Boom Radio (DWEN)
- Daet; Philippines;
- Broadcast area: Camarines Norte
- Frequency: 100.5 MHz
- Branding: 100.5 Boom Radio

Programming
- Languages: Bicolano, Filipino
- Format: Pop MOR, News, Talk

Ownership
- Owner: Hypersonic Broadcasting Center
- Operator: Hambalos Multimedia Services

History
- First air date: 2015
- Former names: Cool Radio (2015-July 2022)

Technical information
- Licensing authority: NTC
- Power: 5,000 watts

= DWEN =

Philippine radio station

DWEN (100.5 FM), broadcasting as 100.5 Boom Radio, is a radio station owned by Hypersonic Broadcasting Center and operated by Hambalos Multimedia Services.

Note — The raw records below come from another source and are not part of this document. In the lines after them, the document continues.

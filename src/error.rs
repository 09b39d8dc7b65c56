//! Error types for ShelfDB
//!
//! This module defines all error types used throughout the record store.

use thiserror::Error;

/// The main error type for ShelfDB
#[derive(Error, Debug)]
pub enum Error {
    // ========== Schema Errors ==========
    #[error("Schema error: fields '{0}' and '{1}' both claim the primary key")]
    MultiplePrimaryKeys(String, String),

    #[error("Schema error: duplicate field '{0}'")]
    DuplicateField(String),

    #[error("Schema error: default value for field '{field}' is not a valid {expected}")]
    InvalidDefault { field: String, expected: String },

    #[error("Schema error: primary-key field '{0}' cannot carry a default value")]
    DefaultOnPrimaryKey(String),

    // ========== Constraint Errors ==========
    #[error("Constraint error: null value not allowed for field '{0}'")]
    NotNullViolation(String),

    #[error("Constraint error: expected {expected} for field '{field}', got {actual}")]
    TypeMismatch {
        field: String,
        expected: String,
        actual: String,
    },

    #[error("Constraint error: duplicate value for unique field '{0}'")]
    UniqueViolation(String),

    #[error("Constraint error: primary-key field '{0}' cannot be changed")]
    ImmutableField(String),

    // ========== Registry Errors ==========
    #[error("Registry error: table '{0}' not found")]
    TableNotFound(String),

    #[error("Registry error: table '{0}' already exists")]
    TableAlreadyExists(String),

    #[error("Registry error: field '{0}' not found in table '{1}'")]
    FieldNotFound(String, String),

    #[error("Registry error: persistence is not enabled for database '{0}'")]
    PersistenceDisabled(String),

    // ========== Storage Errors ==========
    #[error("Storage error: storage root '{0}' does not exist")]
    StorageRootNotFound(String),

    // ========== I/O Errors ==========
    #[error("I/O error: {0}")]
    IoError(#[from] std::io::Error),

    #[error("Serialization error: {0}")]
    SerdeError(#[from] serde_json::Error),
}

impl Error {
    /// Whether this error is a per-record constraint violation, recoverable
    /// by the caller with corrected values.
    pub fn is_constraint_violation(&self) -> bool {
        matches!(
            self,
            Error::NotNullViolation(_)
                | Error::TypeMismatch { .. }
                | Error::UniqueViolation(_)
                | Error::ImmutableField(_)
        )
    }
}

/// Result type alias for ShelfDB operations
pub type Result<T> = std::result::Result<T, Error>;

#[cfg(test)]
mod tests {
    use super::*;

    #[test]
    fn test_error_display() {
        let err = Error::TableNotFound("users".to_string());
        assert_eq!(err.to_string(), "Registry error: table 'users' not found");

        let err = Error::NotNullViolation("email".to_string());
        assert_eq!(
            err.to_string(),
            "Constraint error: null value not allowed for field 'email'"
        );
    }

    #[test]
    fn test_constraint_classification() {
        assert!(Error::UniqueViolation("email".to_string()).is_constraint_violation());
        assert!(!Error::TableNotFound("users".to_string()).is_constraint_violation());
    }
}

Its studios and transmitter are located at Purok 4, LTO Compound, Brgy. Alawihao, Daet.

==History==
The station was established in 2015 as Cool Radio under the management of Coolwave Broadcast, headed by Rodel Llovit. It was formerly located in Reagan Building, adjacent to the Daet Public Market. On July 12, 2022, after Llovit's passing, the station was relaunched as Boom Radio under the management of Hambalos Multimedia Services, headed by Micheal Dolera. It relocated to its present home in LTO Compound.